Kegiatan secara resmi dibuka oleh Sekretaris Dinas Sosial, Pemberdayaan Perempuan dan Perlindungan Anak Kabupaten Lumajang, yang dalam sambutannya menekankan pentingnya kolaborasi lintas sektor. Beliau menyampaikan bahwa keterlibatan lembaga peradilan sangat strategis dalam memberikan pemahaman hukum kepada masyarakat. “Upaya pencegahan perkawinan anak harus dilakukan secara terpadu dengan melibatkan seluruh pemangku kepentingan,” ujarnya saat membuka acara. Pembukaan tersebut menjadi awal rangkaian diskusi dan penyampaian materi oleh para narasumber.

Peserta kegiatan terdiri dari perwakilan berbagai organisasi perempuan dan kemasyarakatan, yaitu TP PKK, Muslimat NU, Aisyiyah, dan Fatayat Kabupaten Lumajang. Kehadiran peserta dari berbagai latar belakang organisasi menunjukkan tingginya perhatian terhadap isu perlindungan anak. Selama kegiatan berlangsung, peserta mengikuti sesi pemaparan dan diskusi dengan penuh antusias. Diskusi difokuskan pada kondisi perkawinan anak di Kabupaten Lumajang serta langkah-langkah pencegahan yang dapat dilakukan di tingkat masyarakat.

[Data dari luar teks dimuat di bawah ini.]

impl ConfigFile {
    /// `~/.stationfinder/config.ini`
    pub fn default_path() -> Result<PathBuf, ConfigError> {
        dirs::home_dir()
            .map(|home| home.join(".stationfinder").join("config.ini"))
            .ok_or(ConfigError::NoHomeDirectory)
    }

    /// Load a config file, falling back to defaults for absent keys.
    pub fn load(path: &Path) -> Result<EngineConfig, ConfigError> {
        let ini = Ini::load_from_file(path)?;
        Self::from_ini(&ini)
    }

    /// Parse config from INI text.
    pub fn parse(text: &str) -> Result<EngineConfig, ConfigError> {
        let ini = Ini::load_from_str(text).map_err(|e| ConfigError::Parse(e.to_string()))?;
        Self::from_ini(&ini)
    }

    /// Load `path` if it exists, otherwise return defaults.
    pub fn load_or_default(path: &Path) -> Result<EngineConfig, ConfigError> {
        if path.exists() {
            Self::load(path)
        } else {
            tracing::debug!(path = %path.display(), "No config file, using defaults");
            Ok(EngineConfig::default())
        }
    }

    /// Write a default config file, creating parent directories.
    pub fn write_default(path: &Path) -> Result<(), ConfigError> {
        if let Some(parent) = path.parent() {
            std::fs::create_dir_all(parent)?;
        }
        std::fs::write(path, Self::default_contents())?;
        Ok(())
    }

    fn default_contents() -> String {
        format!(
            "; Station finder configuration\n\
             \n\
             [fusion]\n\
             compass_max_age_ms = {}\n\
             movement_speed_threshold = {}\n\
             permission_timeout_secs = {}\n\
             \n\
             [follow]\n\
             center_zoom = {}\n\
             follow_zoom = {}\n\
             pitch_3d = {}\n\
             \n\
             [navigation]\n\
             zoom = {}\n\
             step_advance_radius_m = {}\n\
             arrival_threshold_m = {}\n\
             walking_speed_mps = {}\n\
             rotate_with_heading = true\n\
             announce_arrival = true\n\
             \n\
             [panel]\n\
             expand_threshold_px = {}\n\
             collapse_threshold_px = {}\n\
             dismiss_threshold_px = {}\n\
             drag_cap_px = {}\n\
             \n\
             [highlight]\n\
             vertical_offset_px = {}\n\
             zoom = {}\n\
             \n\
             [directions]\n\
             base_url = {}\n\
             ; access_token = \n\
             timeout_secs = {}\n\
             \n\
             [map]\n\
             theme = light\n\
             fallback_lat = {}\n\
             fallback_lng = {}\n",
            DEFAULT_COMPASS_MAX_AGE_MS,
            DEFAULT_MOVEMENT_SPEED_THRESHOLD,
            DEFAULT_PERMISSION_TIMEOUT_SECS,
            DEFAULT_CENTER_ZOOM,
            DEFAULT_FOLLOW_ZOOM,
            DEFAULT_FOLLOW_3D_PITCH,
            DEFAULT_NAVIGATION_ZOOM,
            DEFAULT_STEP_ADVANCE_RADIUS_M,
            DEFAULT_ARRIVAL_THRESHOLD_M,
            DEFAULT_WALKING_SPEED_MPS,
            DEFAULT_EXPAND_THRESHOLD_PX,
            DEFAULT_COLLAPSE_THRESHOLD_PX,
            DEFAULT_DISMISS_THRESHOLD_PX,
            DEFAULT_DRAG_CAP_PX,
            DEFAULT_HIGHLIGHT_OFFSET_PX,
            DEFAULT_HIGHLIGHT_ZOOM,
            DEFAULT_DIRECTIONS_BASE_URL,
            DEFAULT_ROUTE_TIMEOUT_SECS,
            DEFAULT_FALLBACK_LOCATION.lat,
            DEFAULT_FALLBACK_LOCATION.lng,
        )
    }

    fn from_ini(ini: &Ini) -> Result<EngineConfig, ConfigError> {
        let mut config = EngineConfig::default();
        let reader = IniReader { ini };

        // [fusion]
        reader.set(
            "fusion",
            "compass_max_age_ms",
            &mut config.fusion.compass_max_age_ms,
        )?;
        reader.set(
            "fusion",
            "movement_speed_threshold",
            &mut config.fusion.movement_speed_threshold,
        )?;
        if let Some(secs) = reader.get::<u64>("fusion", "permission_timeout_secs")? {
            config.fusion.permission_timeout = Duration::from_secs(secs);
        }

        // [follow]
        reader.set("follow", "center_zoom", &mut config.follow.center_zoom)?;
        reader.set("follow", "follow_zoom", &mut config.follow.follow_zoom)?;
        reader.set("follow", "pitch_3d", &mut config.follow.pitch_3d)?;

        // [navigation]
        let nav = &mut config.navigation;
        reader.set("navigation", "zoom", &mut nav.zoom)?;
        reader.set("navigation", "step_advance_radius_m", &mut nav.step_advance_radius_m)?;
        reader.set("navigation", "arrival_threshold_m", &mut nav.arrival_threshold_m)?;
        reader.set("navigation", "walking_speed_mps", &mut nav.walking_speed_mps)?;
        reader.set("navigation", "rotate_with_heading", &mut nav.rotate_with_heading)?;
        reader.set("navigation", "announce_arrival", &mut nav.announce_arrival)?;

        // [panel]
        let panel = &mut config.panel;
        reader.set("panel", "expand_threshold_px", &mut panel.expand_threshold_px)?;
        reader.set("panel", "collapse_threshold_px", &mut panel.collapse_threshold_px)?;
        reader.set("panel", "dismiss_threshold_px", &mut panel.dismiss_threshold_px)?;
        reader.set("panel", "drag_cap_px", &mut panel.drag_cap_px)?;

        // [highlight]
        reader.set(
            "highlight",
            "vertical_offset_px",
            &mut config.highlight.vertical_offset_px,
        )?;
        reader.set("highlight", "zoom", &mut config.highlight.zoom)?;

        // [directions]
        reader.set("directions", "base_url", &mut config.directions.base_url)?;
        if let Some(token) = reader.get::<String>("directions", "access_token")? {
            if !token.is_empty() {
                config.directions.access_token = Some(token);
            }
        }
        if let Some(secs) = reader.get::<u64>("directions", "timeout_secs")? {
            config.directions.timeout = Duration::from_secs(secs);
        }

        // [map]
        reader.set("map", "theme", &mut config.map.theme)?;
        reader.set("map", "fallback_lat", &mut config.map.fallback_location.lat)?;
        reader.set("map", "fallback_lng", &mut config.map.fallback_location.lng)?;

        Ok(config)
    }
}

Dalam penyampaian materinya, Bapak H. Khadimul Huda, S.H., M.H. menjelaskan peran Pengadilan Agama dalam penanganan perkara terkait perkawinan anak. Ia menegaskan bahwa pemahaman terhadap regulasi dan prosedur hukum sangat penting bagi masyarakat. “Pengadilan Agama berkomitmen untuk menjalankan fungsi perlindungan hukum demi kepentingan terbaik bagi anak,” tegasnya. Melalui kegiatan ini, diharapkan terbangun sinergi yang kuat antara pemerintah daerah, lembaga peradilan, dan organisasi masyarakat dalam mencegah perkawinan anak di Kabupaten Lumajang.